Input records.

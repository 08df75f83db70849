// SPDX-License-Identifier: PolyForm-Noncommercial-1.0.0
// Copyright (c) 2025 Sylvex. All rights reserved.

//! Implementation of the `ports` command.

use coilbus_rtu::client::list_serial_devices;

use super::emit;
use crate::cli::Cli;
use crate::error::BinResult;

/// Lists serial devices.
pub fn ports(cli: &Cli) -> BinResult<()> {
    let ports = list_serial_devices()?;

    emit(cli, &ports, || {
        if ports.is_empty() {
            println!("No serial devices found");
        }
        for port in &ports {
            println!("{}", port);
        }
    })
}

Aim of the exercise.
Exactly as written, reproduce the lines of the data above from the first line through the line where "use crate::error::BinResult;" appears.

Expected output.
repository 08df75f83db70849
// SPDX-License-Identifier: PolyForm-Noncommercial-1.0.0
// Copyright (c) 2025 Sylvex. All rights reserved.

//! Implementation of the `ports` command.

use coilbus_rtu::client::list_serial_devices;

use super::emit;
use crate::cli::Cli;
use crate::error::BinResult;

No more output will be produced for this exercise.